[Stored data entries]
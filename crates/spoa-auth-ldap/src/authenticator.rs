//! The LDAP [`Authenticator`].

use std::sync::Arc;

use async_trait::async_trait;
use base64::{Engine, engine::general_purpose::STANDARD};
use spoa_auth_types::{Attributes, AuthError, Authenticator, Verdict};

use crate::directory::{BindOutcome, Directory};

/// Message arguments read by the LDAP authenticator.
pub mod args {
    pub const USERNAME: &str = "username";
    pub const PASSWORD: &str = "password";
    /// `Authorization` request header; used when `username` is absent.
    pub const AUTHORIZATION: &str = "authorization";
}

/// Checks a username and password against a [`Directory`].
#[derive(Debug, Clone)]
pub struct LdapAuthenticator {
    directory: Arc<dyn Directory>,
}

impl LdapAuthenticator {
    pub fn new(directory: Arc<dyn Directory>) -> Self {
        Self { directory }
    }
}

/// Credentials from explicit arguments or a Basic `Authorization` header.
fn credentials(attributes: &Attributes) -> Option<(String, String)> {
    if let Some(username) = attributes.get_str(args::USERNAME) {
        let password = attributes.get_str(args::PASSWORD).unwrap_or_default();
        return Some((username.to_string(), password.to_string()));
    }
    let header = attributes.get_str(args::AUTHORIZATION)?;
    parse_basic(header)
}

fn parse_basic(header: &str) -> Option<(String, String)> {
    let (scheme, encoded) = header.trim().split_once(' ')?;
    if !scheme.eq_ignore_ascii_case("basic") {
        return None;
    }
    let decoded = STANDARD.decode(encoded.trim()).ok()?;
    let decoded = String::from_utf8(decoded).ok()?;
    let (username, password) = decoded.split_once(':')?;
    if username.is_empty() {
        return None;
    }
    Some((username.to_string(), password.to_string()))
}

#[async_trait]
impl Authenticator for LdapAuthenticator {
    fn kind(&self) -> &'static str {
        "ldap"
    }

    async fn authenticate(&self, attributes: &Attributes) -> Result<Verdict, AuthError> {
        let Some((username, password)) = credentials(attributes) else {
            tracing::debug!("No credentials in message");
            return Ok(Verdict::deny());
        };
        if password.is_empty() {
            tracing::debug!(username = %username, "Empty password rejected");
            return Ok(Verdict::deny());
        }

        match self.directory.bind_user(&username, &password).await? {
            BindOutcome::Authenticated { dn } => {
                tracing::debug!(username = %username, dn = %dn, "LDAP bind succeeded");
                Ok(Verdict::allow(dn))
            }
            outcome => {
                tracing::debug!(username = %username, outcome = ?outcome, "LDAP bind rejected");
                Ok(Verdict::deny())
            }
        }
    }
}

**WORK REQUIRED:** From the records above, copy out the line with "Checks a username", the line with "fn kind(&self) ->", and every line between them, word for word.

**REPLY TO THE EXERCISE:**
/// Checks a username and password against a [`Directory`].
#[derive(Debug, Clone)]
pub struct LdapAuthenticator {
    directory: Arc<dyn Directory>,
}

impl LdapAuthenticator {
    pub fn new(directory: Arc<dyn Directory>) -> Self {
        Self { directory }
    }
}

/// Credentials from explicit arguments or a Basic `Authorization` header.
fn credentials(attributes: &Attributes) -> Option<(String, String)> {
    if let Some(username) = attributes.get_str(args::USERNAME) {
        let password = attributes.get_str(args::PASSWORD).unwrap_or_default();
        return Some((username.to_string(), password.to_string()));
    }
    let header = attributes.get_str(args::AUTHORIZATION)?;
    parse_basic(header)
}

fn parse_basic(header: &str) -> Option<(String, String)> {
    let (scheme, encoded) = header.trim().split_once(' ')?;
    if !scheme.eq_ignore_ascii_case("basic") {
        return None;
    }
    let decoded = STANDARD.decode(encoded.trim()).ok()?;
    let decoded = String::from_utf8(decoded).ok()?;
    let (username, password) = decoded.split_once(':')?;
    if username.is_empty() {
        return None;
    }
    Some((username.to_string(), password.to_string()))
}

#[async_trait]
impl Authenticator for LdapAuthenticator {
    fn kind(&self) -> &'static str {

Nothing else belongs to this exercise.